The solar wind radiates in all directions from the Sun. The speed at which it is radiated differs depending on where the particles originated. The average speed of the wind as it is radiated from the Sun’s surface is approximately 300 – 400 kilometers per second. Coronal holes, or large regions on the Sun’s surface that are cooler than surrounding areas, eject these particles at speeds up to 800 kilometers per second.
The reason for the above differences is counterintuitive. The solar wind is actually radiated faster from cooler parts of the Sun than hotter parts of the Sun. This is because the strength of the Sun’s magnetic field over these holes is lower than the magnetic fields over the surrounding hotter areas. The charged particles radiating from the cooler areas then have less resistance to overcome on their way to the solar system.
Where does the solar wind extend to?
The pressure from the solar wind creates a shield or bubble called the heliosphere. As the solar wind begins to interact with the intergalactic medium, it loses velocity and pressure. When the velocity of the solar wind decreases to subsonic speeds, it is called termination shock. This area is called the heliopause, and is the end of the heliosphere. All of the planets in the solar system, and many kuiper belt objects reside within the heliosphere, and the oort cloud lies outside of it.
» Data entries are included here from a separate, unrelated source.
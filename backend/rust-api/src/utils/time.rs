use std::fmt;

use chrono::{DateTime, Duration, LocalResult, TimeZone, Utc};

const MILLIS_IN_A_DAY: i64 = 86_400_000;

// Payloads can carry arbitrary epochs; past this horizon the exact count is
// meaningless and unchecked day arithmetic would overflow the calendar.
const MAX_DAYS_TO_UNLOCK: i64 = 36_500;

/// 23:59:59.999 of `now`'s calendar day, in `now`'s time zone.
pub fn end_of_day<Tz: TimeZone>(now: &DateTime<Tz>) -> DateTime<Tz> {
    let wall = now
        .date_naive()
        .and_hms_milli_opt(23, 59, 59, 999)
        .expect("23:59:59.999 is a valid wall clock time");

    match now.timezone().from_local_datetime(&wall) {
        LocalResult::Single(instant) => instant,
        LocalResult::Ambiguous(_, latest) => latest,
        // A transition swallowed the last wall-clock minute of the day.
        LocalResult::None => now.clone(),
    }
}

/// Whole days until `start_at`, anchored on the end of `now`'s calendar day.
///
/// Zero means "present as available": either `start_at` has passed, or it
/// falls later on the current day. Anchoring on the end of day keeps anything
/// that unlocks tomorrow at exactly 1, no matter how the clock advances
/// within today.
pub fn days_to_unlock<Tz: TimeZone>(now: &DateTime<Tz>, start_at: DateTime<Utc>) -> u32 {
    if now.with_timezone(&Utc) > start_at {
        return 0;
    }

    let midnight = end_of_day(now).with_timezone(&Utc);
    let remaining_ms = start_at.signed_duration_since(midnight).num_milliseconds();
    if remaining_ms <= 0 {
        return 0;
    }

    (1 + remaining_ms / MILLIS_IN_A_DAY).min(MAX_DAYS_TO_UNLOCK) as u32
}

/// User-facing label for a locked task: "tomorrow", or "on Jun 05".
///
/// Calling this for an already-unlocked task is a caller bug; it is reported
/// and a safe label is returned instead of panicking.
pub fn unlock_label<Tz: TimeZone>(days_to_unlock: u32, now: &DateTime<Tz>) -> String
where
    Tz::Offset: fmt::Display,
{
    if days_to_unlock == 0 {
        tracing::error!("unlock_label called for a task that is already available");
        return "Now".to_string();
    }

    if days_to_unlock == 1 {
        return "tomorrow".to_string();
    }

    let unlock_date = now.clone() + Duration::days(i64::from(days_to_unlock));
    format!("on {}", unlock_date.format("%b %d"))
}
What planets does the solar wind affect?
The solar wind travels in all directions, impacting many planets within the solar system. Mercury is highly impacted by the wind. It does not have an atmosphere, but an exosphere that consists mainly of solar wind particles. If humans were to set foot on Mercury, they would quickly die from radiation without substantial protection.
Similarly, the solar wind would render Earth uninhabitable if Earth did not have an active magnetic field. This magnetic field forms a protective shield around Earth, diverting most of the particles in the wind away. A small percentage of these particles are carried to Earth’s polar regions by the magnetic fields. As these particles interact with elements in Earth’s atmosphere, they create beautiful light emissions known as aurora.
Most other planets within the solar system experience the same phenomenon. Jupiter, Saturn, Uranus and Neptune all have aurora at their magnetic poles. Some of these auroras could possibly be seen with the human eye, but they would likely best be seen in ultraviolet part of the light spectrum. Certain moons that have atmospheres and active magnetic fields, such as Triton of Neptune, may also have small aurora caused by interactions with the solar wind.
The more appropriate name for this phenomenon would actually be stellar wind, as many other stars outside of our solar system would radiate their own ‘solar winds’. Depending on the phase of the star and type of star, the solar wind may contain ions of heavier elements such as oxygen and iron.